İslam Peygamberi Hazreti Muhammed, biz kadınlar için “Allah’ın bir emaneti” derken Said-i Nursi ise, “Kadın bir fitnedir, kimi yerde de şeytandır” diyordu. “Doğruluktan ayrılan kadın da erkek de haram olana sürükler” denmiş olsa daha izah edilebilirdi. Benzer sözleri kendisine “Üstadım” diyen Fethullah Gülen’den de duymuşluğumuz vardı. Hatta o, biraz daha abartarak şöyle diyordu: “Gençliğimde yaşadığım sokakta bir iki hatun yakınlık göstermişti. İnan olsun hamama girmiş gibi terliyordum. Kadınların şerlerinden korunmak için o mahalleden taşındım.”
İkisinin de “Evlenmek, hizmet etmeye manidir” demesine karşın İslamiyet’in ana esaslarından birisi de evlenerek nefsi helal dairesinde terbiye etmekti. Rum Suresi 21. Ayet: “Onlara ısınıp kaynaşasınız diye size kendi türünüzden eşler yaratıp aranıza sevgi ve şefkat duyguları yerleştirmesi Allah’ın sizlere lütfudur. Düşünenler için ibretler vardır.”

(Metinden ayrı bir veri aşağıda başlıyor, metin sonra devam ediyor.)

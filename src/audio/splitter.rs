//! Silence-based segmentation.
//!
//! Scans windowed mean amplitude and cuts the recording wherever the level
//! stays under the configured threshold for at least `min_silence`. Each
//! audible span keeps up to `keep_silence` of surrounding quiet so chunk
//! boundaries do not land on a hard edge.

use std::time::Duration;

use crate::types::{AudioData, Segment, SplitConfig};

/// Analysis window for the level scan.
const WINDOW_MS: u64 = 10;

/// Split `audio` into silence-delimited segments, in recording order.
///
/// Quiet stretches shorter than `min_silence` stay inside a segment. A
/// recording with no audible content yields no segments.
pub fn split_on_silence(audio: &AudioData, config: &SplitConfig) -> Vec<Segment> {
    if audio.samples.is_empty() {
        return Vec::new();
    }

    let window = duration_samples(Duration::from_millis(WINDOW_MS), audio.sample_rate).max(1);
    let threshold = db_to_amplitude(config.silence_threshold_db);
    let min_silence = duration_samples(config.min_silence, audio.sample_rate).max(window);
    let keep = duration_samples(config.keep_silence, audio.sample_rate);

    let audible = audible_runs(&audio.samples, window, threshold, min_silence);
    pad_runs(&audible, keep, audio.samples.len())
}

/// Maximal audible spans, separated by silences of at least `min_silence`
/// samples. Shorter silences are absorbed into the surrounding span.
fn audible_runs(
    samples: &[f32],
    window: usize,
    threshold: f32,
    min_silence: usize,
) -> Vec<(usize, usize)> {
    let mut separators: Vec<(usize, usize)> = Vec::new();
    let mut run_start: Option<usize> = None;
    let mut idx = 0;
    while idx < samples.len() {
        let end = (idx + window).min(samples.len());
        if mean_amplitude(&samples[idx..end]) <= threshold {
            run_start.get_or_insert(idx);
        } else if let Some(start) = run_start.take() {
            if idx - start >= min_silence {
                separators.push((start, idx));
            }
        }
        idx = end;
    }
    if let Some(start) = run_start {
        if samples.len() - start >= min_silence {
            separators.push((start, samples.len()));
        }
    }

    let mut runs = Vec::new();
    let mut cursor = 0;
    for &(start, end) in &separators {
        if start > cursor {
            runs.push((cursor, start));
        }
        cursor = end;
    }
    if cursor < samples.len() {
        runs.push((cursor, samples.len()));
    }
    runs
}

/// Extend each run by up to `keep` samples of the adjoining silence. Padding
/// never crosses the midpoint of a separating silence, so segments stay
/// disjoint.
fn pad_runs(runs: &[(usize, usize)], keep: usize, total: usize) -> Vec<Segment> {
    runs.iter()
        .enumerate()
        .map(|(index, &(start, end))| {
            let lower = if index == 0 {
                0
            } else {
                midpoint(runs[index - 1].1, start)
            };
            let upper = if index + 1 == runs.len() {
                total
            } else {
                midpoint(end, runs[index + 1].0)
            };
            Segment {
                index,
                start_sample: start.saturating_sub(keep).max(lower),
                end_sample: (end + keep).min(upper),
            }
        })
        .collect()
}

fn midpoint(a: usize, b: usize) -> usize {
    a + (b.saturating_sub(a)) / 2
}

fn mean_amplitude(window: &[f32]) -> f32 {
    if window.is_empty() {
        return 0.0;
    }
    let sum: f32 = window.iter().map(|sample| sample.abs()).sum();
    sum / window.len() as f32
}

fn db_to_amplitude(db: f32) -> f32 {
    10f32.powf(db / 20.0)
}

fn duration_samples(duration: Duration, sample_rate: u32) -> usize {
    (duration.as_secs_f64() * sample_rate as f64) as usize
}

#[cfg(test)]
mod tests {
    use super::*;

    const RATE: u32 = 10_000;

    fn make_audio(samples: Vec<f32>) -> AudioData {
        AudioData {
            samples,
            sample_rate: RATE,
        }
    }

    fn config(min_silence_ms: u64, keep_ms: u64) -> SplitConfig {
        SplitConfig {
            min_silence: Duration::from_millis(min_silence_ms),
            silence_threshold_db: -32.0,
            keep_silence: Duration::from_millis(keep_ms),
        }
    }

    #[test]
    fn loud_signal_stays_one_segment() {
        let audio = make_audio(vec![0.8; 20_000]); // 2 seconds loud
        let segments = split_on_silence(&audio, &config(500, 100));
        assert_eq!(segments.len(), 1);
        assert_eq!(segments[0].start_sample, 0);
        assert_eq!(segments[0].end_sample, 20_000);
    }

    #[test]
    fn long_pause_splits_into_two_segments() {
        // 1s loud, 0.8s quiet, 1s loud
        let mut samples = vec![0.8; 10_000];
        samples.extend(vec![0.001; 8_000]);
        samples.extend(vec![0.8; 10_000]);
        let audio = make_audio(samples);

        let segments = split_on_silence(&audio, &config(500, 100));
        assert_eq!(segments.len(), 2);
        assert_eq!(segments[0].index, 0);
        assert_eq!(segments[1].index, 1);
        // 100ms of padding kept on each side of the pause
        assert_eq!(segments[0].end_sample, 11_000);
        assert_eq!(segments[1].start_sample, 17_000);
        assert!(segments[0].end_sample <= segments[1].start_sample);
    }

    #[test]
    fn short_pause_is_absorbed() {
        // 1s loud, 0.2s quiet, 1s loud; separator threshold is 0.5s
        let mut samples = vec![0.8; 10_000];
        samples.extend(vec![0.001; 2_000]);
        samples.extend(vec![0.8; 10_000]);
        let audio = make_audio(samples);

        let segments = split_on_silence(&audio, &config(500, 100));
        assert_eq!(segments.len(), 1);
    }

    #[test]
    fn fully_silent_recording_yields_no_segments() {
        let audio = make_audio(vec![0.0; 30_000]);
        let segments = split_on_silence(&audio, &config(500, 100));
        assert!(segments.is_empty());
    }

    #[test]
    fn empty_recording_yields_no_segments() {
        let audio = make_audio(Vec::new());
        assert!(split_on_silence(&audio, &config(500, 100)).is_empty());
    }

    #[test]
    fn padding_is_clamped_at_the_recording_edges() {
        // leading and trailing silence shorter than keep_silence
        let mut samples = vec![0.001; 500];
        samples.extend(vec![0.8; 10_000]);
        samples.extend(vec![0.001; 500]);
        let audio = make_audio(samples);

        let segments = split_on_silence(&audio, &config(2_000, 1_000));
        assert_eq!(segments.len(), 1);
        assert_eq!(segments[0].start_sample, 0);
        assert_eq!(segments[0].end_sample, 11_000);
    }
}
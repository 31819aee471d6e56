use std::f32::consts::PI;
use std::path::Path;

use assert_cmd::Command;
use chunkscribe::audio::encoder;
use chunkscribe::types::AudioData;
use predicates::prelude::*;

const RATE: u32 = 8_000;

fn write_test_wav(path: &Path) {
    let samples: Vec<f32> = (0..RATE as usize * 2)
        .map(|index| {
            let t = index as f32 / RATE as f32;
            (2.0 * PI * 440.0 * t).sin() * 0.6
        })
        .collect();
    let audio = AudioData {
        samples,
        sample_rate: RATE,
    };
    encoder::encode_wav(&audio, path).unwrap();
}

fn chunkscribe() -> Command {
    Command::cargo_bin("chunkscribe").unwrap()
}

#[test]
fn split_rejects_missing_input() {
    chunkscribe()
        .args(["split", "missing.mp3", "out"])
        .assert()
        .failure()
        .stderr(predicate::str::contains("does not exist"));
}

#[test]
fn split_rejects_inverted_bounds() {
    let dir = tempfile::tempdir().unwrap();
    let input = dir.path().join("input.wav");
    write_test_wav(&input);

    chunkscribe()
        .arg("split")
        .arg(&input)
        .arg(dir.path().join("chunks"))
        .args(["--min-length", "20:00", "--max-length", "10:00"])
        .assert()
        .failure()
        .stderr(predicate::str::contains("invalid bounds"));
}

#[test]
fn split_writes_chunk_files() {
    let dir = tempfile::tempdir().unwrap();
    let input = dir.path().join("input.wav");
    write_test_wav(&input);
    let chunks = dir.path().join("chunks");

    chunkscribe()
        .arg("split")
        .arg(&input)
        .arg(&chunks)
        .assert()
        .success()
        .stdout(predicate::str::contains("chunk0.wav"));

    assert!(chunks.join("chunk0.wav").is_file());
}

#[test]
fn split_rejects_bad_config_json() {
    let dir = tempfile::tempdir().unwrap();
    let input = dir.path().join("input.wav");
    write_test_wav(&input);

    chunkscribe()
        .arg("split")
        .arg(&input)
        .arg(dir.path().join("chunks"))
        .args(["--config-json", "{\"min_silence_ms\": 0}"])
        .assert()
        .failure()
        .stderr(predicate::str::contains("min_silence_ms"));
}

#[test]
fn convert_writes_wav_next_to_requested_dir() {
    let dir = tempfile::tempdir().unwrap();
    let input = dir.path().join("lecture.wav");
    write_test_wav(&input);
    let out = dir.path().join("converted");

    chunkscribe()
        .arg("convert")
        .arg(&input)
        .arg(&out)
        .assert()
        .success();

    assert!(out.join("lecture.wav").is_file());
}

#[test]
fn transcribe_rejects_missing_chunk_dir() {
    chunkscribe()
        .args(["transcribe", "no-such-dir", "out.txt"])
        .assert()
        .failure()
        .stderr(predicate::str::contains("chunk directory does not exist"));
}

#[test]
fn transcribe_rejects_unknown_model_size() {
    let dir = tempfile::tempdir().unwrap();

    chunkscribe()
        .arg("transcribe")
        .arg(dir.path())
        .arg(dir.path().join("out.txt"))
        .args(["--model", "enormous"])
        .assert()
        .failure()
        .stderr(predicate::str::contains("unknown model size"));
}
use std::path::Path;

use anyhow::{Context, Result};
use symphonia::core::audio::{AudioBuffer, AudioBufferRef, Signal};
use symphonia::core::codecs::{DecoderOptions, CODEC_TYPE_NULL};
use symphonia::core::errors::Error as SymphoniaError;
use symphonia::core::formats::FormatOptions;
use symphonia::core::io::MediaSourceStream;
use symphonia::core::meta::MetadataOptions;
use symphonia::core::probe::Hint;
use symphonia::core::sample::Sample;

use crate::types::AudioData;

/// Decode an audio file to raw PCM samples (mono, f32)
pub fn decode_audio<P: AsRef<Path>>(path: P) -> Result<AudioData> {
    let path = path.as_ref();

    let file = std::fs::File::open(path)
        .with_context(|| format!("failed to open audio file {}", path.display()))?;
    let mss = MediaSourceStream::new(Box::new(file), Default::default());

    let mut hint = Hint::new();
    if let Some(extension) = path.extension().and_then(|e| e.to_str()) {
        hint.with_extension(extension);
    }

    let probe_result = symphonia::default::get_probe()
        .format(
            &hint,
            mss,
            &FormatOptions::default(),
            &MetadataOptions::default(),
        )
        .context("failed to probe audio format")?;
    let mut format = probe_result.format;

    let track = format
        .tracks()
        .iter()
        .find(|t| t.codec_params.codec != CODEC_TYPE_NULL)
        .context("no audio tracks found in file")?;
    let track_id = track.id;
    let sample_rate = track
        .codec_params
        .sample_rate
        .context("sample rate not specified in audio file")?;

    let mut decoder = symphonia::default::get_codecs()
        .make(&track.codec_params, &DecoderOptions::default())
        .context("failed to create decoder")?;

    let mut samples = Vec::new();
    loop {
        let packet = match format.next_packet() {
            Ok(packet) => packet,
            Err(SymphoniaError::IoError(err))
                if err.kind() == std::io::ErrorKind::UnexpectedEof =>
            {
                break;
            }
            Err(err) => return Err(err).context("failed to read packet"),
        };
        if packet.track_id() != track_id {
            continue;
        }

        let decoded = decoder
            .decode(&packet)
            .context("failed to decode audio packet")?;
        append_mono(decoded, &mut samples);
    }

    Ok(AudioData {
        samples,
        sample_rate,
    })
}

/// Downmix one decoded buffer to mono f32 in [-1.0, 1.0] and append it.
fn append_mono(decoded: AudioBufferRef<'_>, out: &mut Vec<f32>) {
    match decoded {
        AudioBufferRef::U8(buf) => mix_into(buf.as_ref(), |s| s as f32 / 128.0 - 1.0, out),
        AudioBufferRef::U16(buf) => mix_into(buf.as_ref(), |s| s as f32 / 32_768.0 - 1.0, out),
        AudioBufferRef::U24(buf) => {
            mix_into(buf.as_ref(), |s| s.inner() as f32 / 8_388_608.0 - 1.0, out)
        }
        AudioBufferRef::U32(buf) => {
            mix_into(buf.as_ref(), |s| s as f32 / 2_147_483_648.0 - 1.0, out)
        }
        AudioBufferRef::S8(buf) => mix_into(buf.as_ref(), |s| s as f32 / 128.0, out),
        AudioBufferRef::S16(buf) => mix_into(buf.as_ref(), |s| s as f32 / 32_768.0, out),
        AudioBufferRef::S24(buf) => mix_into(buf.as_ref(), |s| s.inner() as f32 / 8_388_608.0, out),
        AudioBufferRef::S32(buf) => mix_into(buf.as_ref(), |s| s as f32 / 2_147_483_648.0, out),
        AudioBufferRef::F32(buf) => mix_into(buf.as_ref(), |s| s, out),
        AudioBufferRef::F64(buf) => mix_into(buf.as_ref(), |s| s as f32, out),
    }
}

fn mix_into<T, F>(buf: &AudioBuffer<T>, convert: F, out: &mut Vec<f32>)
where
    T: Sample,
    F: Fn(T) -> f32,
{
    let channels = buf.spec().channels.count();
    let frames = buf.frames();
    out.reserve(frames);

    if channels == 1 {
        out.extend(buf.chan(0).iter().map(|&s| convert(s)));
        return;
    }

    for frame in 0..frames {
        let mut sum = 0.0f32;
        for ch in 0..channels {
            sum += convert(buf.chan(ch)[frame]);
        }
        out.push(sum / channels as f32);
    }
}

Düşünmek ve sorgulamak, aynı zamanda bir peygamber ahlakıdır. Peygamberin ahlakını saça sakala hürmet olarak sınırlandıranlar, “Mürşit uçmaz, mürit uçurur” sözünün canlı örneğidir. “Biz bilmeyiz, mürşidimiz bilir” diyerek aslında yıllarca Allah’ın insanlığa hediyesi akıl nimetine, sonra da kutsal kitaba ihanet içinde yaşamış olduğumu idrak etmiştim. Tarikatlara, cemaatlere düşman da değilim, sorgusuz bağlanan fanatik de değilim. Ancak İslam olduklarını söyleyen gruplar, öncelikle Kuran-ı Kerim’in çizgisinde düşünmek ve yaşamak zorundadır. Hazreti Muhammed Peygamber’in “Hile yapmak günahtır. Aldatan, kandıran bizden değildir” uyarıları ahlaki çizgidir. Bu çizgiyi geçince şahsi ve siyasi beklentiler, çıkar ilişkileri de ister istemez başlıyor. Ne diyordu Fethullah Gülen: “Kuran-ı Kerim Müslümanlığı diye bir sapıklık çıktı.” Kuran-ı Kerim ve Hazreti Peygamber’in dürüstlük üzerine söylediği ahlak çizgisi, kendisini elbette rahatsız ediyordu. Orduya kumpasları fişlemeler, iftiralar üzere tertip etmişti.
Hoşgörü, diyalog denilen Ilımlı İslam, Said-i Nursi’nin Müspet İman Hareketi öncülüğünde Risale-i Nur ile başlamıştı. 1953 yılında İstanbul’da Rahip Patriarch Athenagoras’ı ziyaret etmişti. Bu gerçeği Ilımlı İslam ve Siyaset yazımda belirtmiştim.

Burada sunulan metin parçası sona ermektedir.